Special honorable mention should go out to the ’59N as well – not only do I like the tone in the neck, I’m impressed with how versatile it is. It’s the everyman of neck pickups. Regardless of the pairing – there to do the job, and does the job exceptionally well. When called upon to work with any bridge pickup, in humbucking or split mode, the ’59N‘s personality defers to and compliments its partner. Although some fared a little better than others, out of all the combos I’ve tried, not one could even remotely be accused of sounding “bad”. Also reassuring in this case is the fact that the Custom/’59N combo is offered as standard equipment on several retail axes. I had a feeling it’d work in the Voyager, too.
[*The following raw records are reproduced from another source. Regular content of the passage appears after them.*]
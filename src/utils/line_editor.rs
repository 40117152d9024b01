//! Raw-mode single-line prompt used for credentials.

use std::fmt;
use std::io::{self, Write};

use ratatui::crossterm::{
    event::{self, Event, KeyCode, KeyEvent, KeyEventKind, KeyModifiers},
    execute,
    terminal::{disable_raw_mode, enable_raw_mode},
};
use unicode_width::UnicodeWidthStr;

use crate::utils::input::sanitize_single_line;

#[derive(Debug, Clone, Copy, PartialEq, Eq)]
pub enum MaskMode {
    Visible,
    /// Every character is shown as `*`.
    Hidden,
}

#[derive(Debug, Clone, PartialEq, Eq)]
pub enum LineEditorError {
    Cancelled,
    Terminal(String),
}

impl fmt::Display for LineEditorError {
    fn fmt(&self, f: &mut fmt::Formatter<'_>) -> fmt::Result {
        match self {
            LineEditorError::Cancelled => write!(f, "Cancelled by user"),
            LineEditorError::Terminal(detail) => write!(f, "Terminal error: {detail}"),
        }
    }
}

impl std::error::Error for LineEditorError {}

impl From<io::Error> for LineEditorError {
    fn from(err: io::Error) -> Self {
        LineEditorError::Terminal(err.to_string())
    }
}

#[derive(Debug, Clone, PartialEq, Eq)]
pub enum EditOutcome {
    Continue,
    Submit(String),
    Cancel,
}

/// Text and cursor (in characters) of the line being edited.
#[derive(Debug, Clone, Default, PartialEq, Eq)]
pub struct PromptLine {
    text: String,
    cursor: usize,
}

impl PromptLine {
    pub fn new(initial: &str) -> Self {
        let text = sanitize_single_line(initial);
        let cursor = text.chars().count();
        Self { text, cursor }
    }

    pub fn text(&self) -> &str {
        &self.text
    }

    pub fn cursor(&self) -> usize {
        self.cursor
    }

    fn byte_at(&self, char_index: usize) -> usize {
        self.text
            .char_indices()
            .nth(char_index)
            .map_or(self.text.len(), |(idx, _)| idx)
    }

    pub fn insert(&mut self, text: &str) {
        let at = self.byte_at(self.cursor);
        self.text.insert_str(at, text);
        self.cursor += text.chars().count();
    }

    pub fn backspace(&mut self) {
        if self.cursor == 0 {
            return;
        }
        let start = self.byte_at(self.cursor - 1);
        let end = self.byte_at(self.cursor);
        self.text.replace_range(start..end, "");
        self.cursor -= 1;
    }

    /// Apply one key press.
    pub fn handle_key(&mut self, key: &KeyEvent) -> EditOutcome {
        let ctrl = key.modifiers.contains(KeyModifiers::CONTROL);
        match key.code {
            KeyCode::Enter => return EditOutcome::Submit(self.text.clone()),
            KeyCode::Esc => return EditOutcome::Cancel,
            KeyCode::Char('c') if ctrl => return EditOutcome::Cancel,
            KeyCode::Char('u') if ctrl => {
                self.text.clear();
                self.cursor = 0;
            }
            KeyCode::Char('a') if ctrl => self.cursor = 0,
            KeyCode::Char('e') if ctrl => self.cursor = self.text.chars().count(),
            KeyCode::Home => self.cursor = 0,
            KeyCode::End => self.cursor = self.text.chars().count(),
            KeyCode::Left => self.cursor = self.cursor.saturating_sub(1),
            KeyCode::Right => {
                self.cursor = (self.cursor + 1).min(self.text.chars().count());
            }
            KeyCode::Backspace => self.backspace(),
            KeyCode::Char(ch) if !ctrl => {
                let mut buf = [0u8; 4];
                self.insert(ch.encode_utf8(&mut buf));
            }
            _ => {}
        }
        EditOutcome::Continue
    }

    /// Pasted text is inserted up to its first newline, which submits.
    pub fn handle_paste(&mut self, pasted: &str) -> EditOutcome {
        let normalized = pasted.replace("\r\n", "\n").replace('\r', "\n");
        let (line, submits) = match normalized.split_once('\n') {
            Some((line, _)) => (line, true),
            None => (normalized.as_str(), false),
        };
        self.insert(&sanitize_single_line(line));
        if submits {
            EditOutcome::Submit(self.text.clone())
        } else {
            EditOutcome::Continue
        }
    }

    pub fn display(&self, mask: MaskMode) -> String {
        match mask {
            MaskMode::Visible => self.text.clone(),
            MaskMode::Hidden => "*".repeat(self.text.chars().count()),
        }
    }

    fn cursor_column(&self, mask: MaskMode) -> usize {
        let shown: String = self.display(mask).chars().take(self.cursor).collect();
        UnicodeWidthStr::width(shown.as_str())
    }
}

/// Read one line from the terminal in raw mode.
pub fn prompt_line(label: &str, initial: &str, mask: MaskMode) -> Result<String, LineEditorError> {
    enable_raw_mode()?;
    let mut stdout = io::stdout();
    if let Err(err) = execute!(stdout, event::EnableBracketedPaste) {
        let _ = disable_raw_mode();
        return Err(err.into());
    }

    let mut line = PromptLine::new(initial);
    let result = read_until_done(label, &mut line, mask);

    let restore = disable_raw_mode().and_then(|_| execute!(stdout, event::DisableBracketedPaste));
    println!();
    let value = result?;
    restore?;
    Ok(value)
}

fn read_until_done(
    label: &str,
    line: &mut PromptLine,
    mask: MaskMode,
) -> Result<String, LineEditorError> {
    loop {
        redraw(label, line, mask)?;
        let outcome = match event::read()? {
            Event::Key(key) if key.kind == KeyEventKind::Press => line.handle_key(&key),
            Event::Paste(text) => line.handle_paste(&text),
            _ => EditOutcome::Continue,
        };
        match outcome {
            EditOutcome::Continue => {}
            EditOutcome::Submit(value) => return Ok(value),
            EditOutcome::Cancel => return Err(LineEditorError::Cancelled),
        }
    }
}

fn redraw(label: &str, line: &PromptLine, mask: MaskMode) -> io::Result<()> {
    let column = UnicodeWidthStr::width(label) + line.cursor_column(mask);
    let mut stdout = io::stdout();
    write!(stdout, "\r\x1b[K{label}{}", line.display(mask))?;
    if column > 0 {
        write!(stdout, "\r\x1b[{column}C")?;
    } else {
        write!(stdout, "\r")?;
    }
    stdout.flush()
}

#[cfg(test)]
mod tests {
    use super::*;

    fn key(code: KeyCode) -> KeyEvent {
        KeyEvent::new(code, KeyModifiers::NONE)
    }

    fn ctrl(ch: char) -> KeyEvent {
        KeyEvent::new(KeyCode::Char(ch), KeyModifiers::CONTROL)
    }

    #[test]
    fn typing_and_cursor_movement() {
        let mut line = PromptLine::new("");
        line.handle_key(&key(KeyCode::Char('a')));
        line.handle_key(&key(KeyCode::Left));
        line.handle_key(&key(KeyCode::Char('é')));
        assert_eq!(line.text(), "éa");
        assert_eq!(line.cursor(), 1);
        line.handle_key(&key(KeyCode::Backspace));
        assert_eq!(line.text(), "a");
        assert_eq!(
            line.handle_key(&key(KeyCode::Enter)),
            EditOutcome::Submit("a".into())
        );
    }

    #[test]
    fn control_keys_edit_and_cancel() {
        let mut line = PromptLine::new("alice");
        line.handle_key(&ctrl('a'));
        assert_eq!(line.cursor(), 0);
        line.handle_key(&ctrl('e'));
        assert_eq!(line.cursor(), 5);
        line.handle_key(&ctrl('u'));
        assert_eq!(line.text(), "");
        assert_eq!(line.handle_key(&ctrl('c')), EditOutcome::Cancel);
        assert_eq!(line.handle_key(&key(KeyCode::Esc)), EditOutcome::Cancel);
    }

    #[test]
    fn paste_stops_at_newline() {
        let mut line = PromptLine::new("");
        assert_eq!(line.handle_paste("sec"), EditOutcome::Continue);
        assert_eq!(
            line.handle_paste("ret\r\nignored"),
            EditOutcome::Submit("secret".into())
        );
    }

    #[test]
    fn hidden_mask_shows_stars() {
        let line = PromptLine::new("pässword");
        assert_eq!(line.display(MaskMode::Hidden), "********");
        assert_eq!(line.display(MaskMode::Visible), "pässword");
        assert_eq!(line.cursor_column(MaskMode::Hidden), 8);
    }
}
Fortunately, as has been my experience in the past, the Custom did not disappoint. As the ’59B sounds like the perfect vintage-flavored companion to the ’59N (naturally), the Custom sounds somehow familiar, but it’s got a LOT more “oomph,” for lack of a better word. More grit and grind… it’s definitely performance-enhanced! It still retains a cool hint o’ vintage vibe, but it is unashamedly ROCK, no questions asked. Not overpoweringly so, though – it has just enough gain to beef up your signal, but not so much you lose any clarity.
In fact, the operative word IS “beef”. As in “large slab ‘o”. The ceramic magnet seriously tightens up the low end, fattens the mids, and adds the right amount of snarl to the highs. As you crank up the gain, the snarl remains, but power chords also begin to bark (in a good way!). It aims to get its point across, and yeah, it does. In the Alder-bodied Voyager it sounds big, warm and full – not at all harsh. This combination of attributes lends itself equally well to aggressive palm-muting as well as huge-sounding open chords. I think it’s a fantastic pickup for heavy rhythms, affording seriously chest-thumping cabinet ‘thunk’ that you feel. If you dig in with your right hand, the Custom definitely communicates that it – and you – aren’t messing around. It has a powerful, authoritative vibe. Let’s just say “you WILL respect its authori-tay.” For leads, the tone is bold and assertive, allowing for clear, articulate legato runs, and punchy staccato picking. It cleans up well with the volume knob, and sounds great in combination with the ’59N in humbucking or single-coil mode. I wondered how well it’d hold up in single-coil mode being a ceramic; I feared it might sound a little on the harsh side, but in the Voyager, nope, not so – not bad at all!
And it’s not by accident this is a popular pickup combo in so many guitars. They compliment each other fantastically. Of the combos I’ve tried in this guitar thus far, this one gets closest to exactly what I want a 2-humbucker combo to do. If you play with it, you can achieve a nearly perfect balance between the two. I dialed the pickup height in so that I was able to seamlessly combine or switch between pickups with no discernible volume drop. It’s a surprisingly versatile combo when the single-coil option is available. Pleasing cleans, smokey low-gain blues growls to epic AC/DC medium gain riffing. It can also do the heavy lifting, allowing full-on brutality and angry wailing if need be. Let’s check out how it sounds being put through the paces in the Voyager…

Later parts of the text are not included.